Gibbons points to a constant struggle for transcendence – beyond ourselves and time-bound existence – that we all engage in whether willy-nilly or by design. He is a seeker by nature, but one who lets serendipity do its subtle work and is unafraid to embrace and celebrate the results. Gibbons’ practice is one of discovery, of “documenting experience,” or as he suggests, of living twice, once in the experience and once again “as intense, or more so” in “the second life of writing.”

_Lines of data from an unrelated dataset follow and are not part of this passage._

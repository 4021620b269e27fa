// SPDX-License-Identifier: BUSL-1.1
// Copyright (c) 2026 Alfred Jean LLC

// Allow panic!/unwrap/expect in test code
#![cfg_attr(test, allow(clippy::panic))]
#![cfg_attr(test, allow(clippy::unwrap_used))]
#![cfg_attr(test, allow(clippy::expect_used))]

//! hearth-core: topology substrate for the hearth home kernel.
//!
//! Holds the Location forest, the typed string ids, the event record, and
//! the synchronous event bus. Time never enters this crate on its own:
//! every timestamp is host-supplied epoch milliseconds.

pub mod macros;

pub mod bus;
pub mod event;
pub mod id;
pub mod location;
pub mod tree;

#[cfg(any(test, feature = "test-support"))]
pub mod test_support;

pub use bus::{EventBus, EventFilter, HandlerError, SubscriptionId};
pub use event::{events, Event};
pub use id::{EntityId, LocationId, ModuleId, SourceId};
pub use location::{Location, LocationSpec};
pub use tree::{LocationTree, RootSet, SharedTree, TreeError};
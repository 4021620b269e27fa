// SPDX-License-Identifier: BUSL-1.1
// Copyright (c) 2026 Alfred Jean LLC

//! Typed string ids.
//!
//! Ids are host-supplied and stable; the kernel never generates them. The
//! one id namespace the kernel owns is the synthetic `child:` prefix on
//! [`SourceId`], used for occupancy propagation from a child Location onto
//! its parent.

crate::define_id! {
    /// Unique identifier of a Location in the topology forest.
    ///
    /// Never derived from the display name; renames do not touch it.
    pub struct LocationId;
}

crate::define_id! {
    /// Identifier of a sensor or other source asserting occupancy.
    ///
    /// Unique within a single Location's contribution set.
    pub struct SourceId;
}

crate::define_id! {
    /// External entity identifier as the host platform knows it
    /// (e.g. `binary_sensor.hallway_motion`).
    pub struct EntityId;
}

crate::define_id! {
    /// Identifier of a behavior module ("occupancy", "lighting", ...).
    /// Keys the per-Location config blobs.
    pub struct ModuleId;
}

/// Reserved prefix for synthetic propagation sources.
pub const CHILD_SOURCE_PREFIX: &str = "child:";

impl SourceId {
    /// The synthetic source a child Location holds on its parent while the
    /// child is occupied: `child:<child_location_id>`.
    pub fn child_of(location: &LocationId) -> Self {
        Self::new(format!("{CHILD_SOURCE_PREFIX}{location}"))
    }

    /// True when this source is a synthetic propagation entry.
    pub fn is_synthetic(&self) -> bool {
        self.as_str().starts_with(CHILD_SOURCE_PREFIX)
    }

    /// Parse the child Location id out of a synthetic source.
    ///
    /// Returns `None` for host-supplied sources.
    pub fn synthetic_child(&self) -> Option<LocationId> {
        self.as_str().strip_prefix(CHILD_SOURCE_PREFIX).map(LocationId::new)
    }
}

#[cfg(test)]
#[path = "id_tests.rs"]
mod tests;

Gibbons’ thoughts on time run a gamut that takes the reader from seeing it possess a “grand anonymity” (“Anonymity of Time”) to achieving a certain cohesion in the long coda of “Beyond Time,” “Oracular Time,” and finally “I Saw Time.”  What begins expressed through absence of name is at the end embodied and humanised: time that “danced in Flux with a body made of ethereal energy” – a friend, a familiar, a presence. Over the course of the sequence (“riding the same elliptical curve, as if sent from an unknown Time”), towards the final gaze at time “hover[ing] in the East, kindly, without intent,” the reader’s sense of gravity and linearity is happily challenged.

Gibbons’ poems also suggest the tactile quality of language. Words caress or may be caressed as bodies are. According to the poet, words may be all we have and all we are, but they are never enough: “I’d film words like Godard, if I could, chant like Coltrane, if need be paint a sign like Kline,” Gibbons states. The poems bear this out in their flow of sounds and images referred to, described, alluded to, suggested, and subsequently created anew. Other great improvisers appear through the lines and emotions of the poems: Keith Jarrett on piano, Frank O’Hara on museum stationary, Jackson Pollock dripping blood and paint on canvas. The burst of language in the prose is violent, flowing with great energy and speeding into the reader’s mind: “Speed of language counts. Prose speeds.” Gibbons is committed to spontaneity, to the improvisation that knows not where it is going to end “until last tap at keyboard.”

As I said earlier, Robert Gibbons is one of the finest practitioners of prose poetry in the US, if not the world, today and Beyond Time proves it. His words flow with speed and grace across white pages or screen spaces, larger inside than their boundaries would suggest possible.


 

Bent Sørensen is an Associate Professor of English and teaches 20th and 21st century American literature, cultural studies and theory in the interdisciplinary Department of Language and Culture at Aalborg University, Denmark.